Just as the Galactic radio emission outlines the distribution of high energy electrons and magnetic fields in the Galaxy, so the distribution of γ-radiation can provide information about high energy protons and the overall distribution of interstellar gas. As described in Section 5.4, in collisions between high energy particles and protons and nuclei of atoms and molecules of the interstellar gas, pions of all charges, π⁺, π⁰ and π^-, are produced. The positive and negative pions decay into positive and negative muons, which, in turn, decay into positrons and electrons with relativistic energies (see Fig. 5.11).
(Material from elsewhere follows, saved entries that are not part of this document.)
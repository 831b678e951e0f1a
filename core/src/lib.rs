//! # Roadcall Core
//!
//! Core traits and types for the Roadcall dispatch architecture.
//!
//! This crate provides the fundamental abstractions used by the
//! service-request lifecycle engine:
//!
//! - **State**: domain state for a feature
//! - **Action**: all possible inputs to a reducer (commands, scheduled
//!   transitions, outcome events)
//! - **Reducer**: pure function `(State, Action, Environment) → (State, Effects)`
//! - **Effect**: side effect descriptions (not execution)
//! - **Environment**: injected dependencies via traits
//!
//! ## Architecture Principles
//!
//! - Functional Core, Imperative Shell
//! - Unidirectional Data Flow
//! - Explicit Effects (no hidden I/O)
//! - Dependency Injection via Environment
//!
//! ## Example
//!
//! ```ignore
//! use roadcall_core::{effect::Effect, reducer::Reducer};
//!
//! impl Reducer for DispatchReducer {
//!     type State = DispatchState;
//!     type Action = DispatchAction;
//!     type Environment = DispatchEnvironment;
//!
//!     fn reduce(
//!         &self,
//!         state: &mut DispatchState,
//!         action: DispatchAction,
//!         env: &DispatchEnvironment,
//!     ) -> SmallVec<[Effect<DispatchAction>; 4]> {
//!         // Business logic goes here
//!         SmallVec::new()
//!     }
//! }
//! ```

// Re-export commonly used types
pub use chrono::{DateTime, Utc};
pub use serde::{Deserialize, Serialize};
pub use smallvec::SmallVec;

/// Reducer module - The core trait for business logic
///
/// Reducers are pure functions: `(State, Action, Environment) → (State, Effects)`.
/// They contain all business logic and are deterministic and testable.
pub mod reducer {
    use super::effect::Effect;
    use smallvec::SmallVec;

    /// The Reducer trait - core abstraction for business logic
    ///
    /// # Type Parameters
    ///
    /// - `State`: The domain state this reducer operates on
    /// - `Action`: The action type this reducer processes
    /// - `Environment`: The injected dependencies this reducer needs
    pub trait Reducer {
        /// The state type this reducer operates on
        type State;

        /// The action type this reducer processes
        type Action;

        /// The environment type with injected dependencies
        type Environment;

        /// Reduce an action into state changes and effects
        ///
        /// This is a pure function that:
        /// 1. Validates the action
        /// 2. Updates state in place
        /// 3. Returns effect descriptions to be executed
        ///
        /// # Arguments
        ///
        /// - `state`: Mutable reference to current state
        /// - `action`: The action to process
        /// - `env`: Reference to injected dependencies
        ///
        /// # Returns
        ///
        /// The effects to be executed by the runtime. Most actions produce at
        /// most a handful of effects, so a `SmallVec` of four avoids heap
        /// allocation on the hot path.
        fn reduce(
            &self,
            state: &mut Self::State,
            action: Self::Action,
            env: &Self::Environment,
        ) -> SmallVec<[Effect<Self::Action>; 4]>;
    }
}

/// Effect module - Side effect descriptions
///
/// Effects describe side effects to be performed by the runtime.
/// They are values (not execution) and are composable.
pub mod effect {
    use std::future::Future;
    use std::pin::Pin;
    use std::time::Duration;

    /// Effect type - describes a side effect to be executed
    ///
    /// Effects are NOT executed immediately. They are descriptions of what
    /// should happen, returned from reducers and executed by the Store
    /// runtime.
    ///
    /// # Type Parameters
    ///
    /// - `Action`: The action type that effects can produce (feedback loop)
    #[allow(missing_docs)]
    pub enum Effect<Action> {
        /// No-op effect
        None,

        /// Run effects in parallel
        Parallel(Vec<Effect<Action>>),

        /// Run effects sequentially
        Sequential(Vec<Effect<Action>>),

        /// Delayed action (for scheduled transitions, timeouts)
        ///
        /// The action is dispatched back into the reducer after `duration`
        /// elapses. The reducer must re-validate any precondition at that
        /// point; the delay itself carries no guarantee that the scheduling
        /// state still holds.
        Delay {
            /// How long to wait
            duration: Duration,
            /// Action to dispatch after delay
            action: Box<Action>,
        },

        /// Arbitrary async computation
        ///
        /// Returns `Option<Action>` - if Some, the action is fed back into
        /// the reducer and broadcast to observers.
        Future(Pin<Box<dyn Future<Output = Option<Action>> + Send>>),
    }

    // Manual Debug implementation since Future doesn't implement Debug
    impl<Action> std::fmt::Debug for Effect<Action>
    where
        Action: std::fmt::Debug,
    {
        fn fmt(&self, f: &mut std::fmt::Formatter<'_>) -> std::fmt::Result {
            match self {
                Effect::None => write!(f, "Effect::None"),
                Effect::Parallel(effects) => {
                    f.debug_tuple("Effect::Parallel").field(effects).finish()
                },
                Effect::Sequential(effects) => {
                    f.debug_tuple("Effect::Sequential").field(effects).finish()
                },
                Effect::Delay { duration, action } => f
                    .debug_struct("Effect::Delay")
                    .field("duration", duration)
                    .field("action", action)
                    .finish(),
                Effect::Future(_) => write!(f, "Effect::Future(<future>)"),
            }
        }
    }

    impl<Action> Effect<Action> {
        /// Combine effects to run in parallel
        #[must_use]
        pub const fn merge(effects: Vec<Effect<Action>>) -> Effect<Action> {
            Effect::Parallel(effects)
        }

        /// Chain effects to run sequentially
        #[must_use]
        pub const fn chain(effects: Vec<Effect<Action>>) -> Effect<Action> {
            Effect::Sequential(effects)
        }

        /// Wrap an async computation as an effect
        pub fn future<F>(fut: F) -> Effect<Action>
        where
            F: Future<Output = Option<Action>> + Send + 'static,
        {
            Effect::Future(Box::pin(fut))
        }

        /// Dispatch `action` back into the reducer after `duration`
        #[must_use]
        pub fn delay(duration: Duration, action: Action) -> Effect<Action> {
            Effect::Delay {
                duration,
                action: Box::new(action),
            }
        }
    }
}

/// Environment module - Dependency injection traits
///
/// All external dependencies are abstracted behind traits and injected
/// via the Environment parameter, so production and tests differ only in
/// which implementations are wired in.
pub mod environment {
    use chrono::{DateTime, Utc};
    use uuid::Uuid;

    /// Clock trait - abstracts time operations for testability
    ///
    /// Production uses [`SystemClock`]; tests use a fixed clock so
    /// timestamps are deterministic.
    pub trait Clock: Send + Sync {
        /// Get the current time
        fn now(&self) -> DateTime<Utc>;
    }

    /// System clock - reads the real wall clock
    #[derive(Debug, Clone, Copy, Default)]
    pub struct SystemClock;

    impl Clock for SystemClock {
        fn now(&self) -> DateTime<Utc> {
            Utc::now()
        }
    }

    /// Id generation - abstracts unique id creation for testability
    ///
    /// Production uses [`UuidGenerator`]; tests use a sequential generator
    /// so ids are predictable.
    pub trait IdGenerator: Send + Sync {
        /// Generate a fresh unique id
        fn new_id(&self) -> Uuid;
    }

    /// Random UUID v4 generator
    #[derive(Debug, Clone, Copy, Default)]
    pub struct UuidGenerator;

    impl IdGenerator for UuidGenerator {
        fn new_id(&self) -> Uuid {
            Uuid::new_v4()
        }
    }
}

#[cfg(test)]
mod tests {
    use super::effect::Effect;
    use super::environment::{Clock, IdGenerator, SystemClock, UuidGenerator};
    use std::time::Duration;

    #[test]
    fn system_clock_is_monotonic_enough() {
        let clock = SystemClock;
        let a = clock.now();
        let b = clock.now();
        assert!(b >= a);
    }

    #[test]
    fn uuid_generator_produces_unique_ids() {
        let ids = UuidGenerator;
        assert_ne!(ids.new_id(), ids.new_id());
    }

    #[test]
    fn delay_effect_debug_shows_duration() {
        let effect: Effect<u32> = Effect::delay(Duration::from_secs(10), 7);
        let debug = format!("{effect:?}");
        assert!(debug.contains("10s"));
    }
}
The latter may make a contribution to the low energy electron spectrum, and the predicted presence of positrons provides a direct test of the importance of the pion production mechanism in interstellar space. The neutral pions decay almost instantly into two γ-rays. In proton-proton collisions, the cross-section for the production of a pair of high energy γ-rays is roughly the geometric size of the proton, σ_γ ≈ 10^-30 m². The spectrum of γ-rays produced in such collisions is shown in Fig. 20.1. The characteristic signature of this process is that the spectrum of γ-rays has a broad maximum at about 70 MeV. Knowing the physical conditions in the interstellar gas, the γ-ray production rates by various mechanisms can be worked out. Stecker (1977) has carried out these calculations assuming an interstellar gas density of 10⁶ particles m^-3 and a local energy density of starlight of 4.4 × 10⁵ eV m^-3.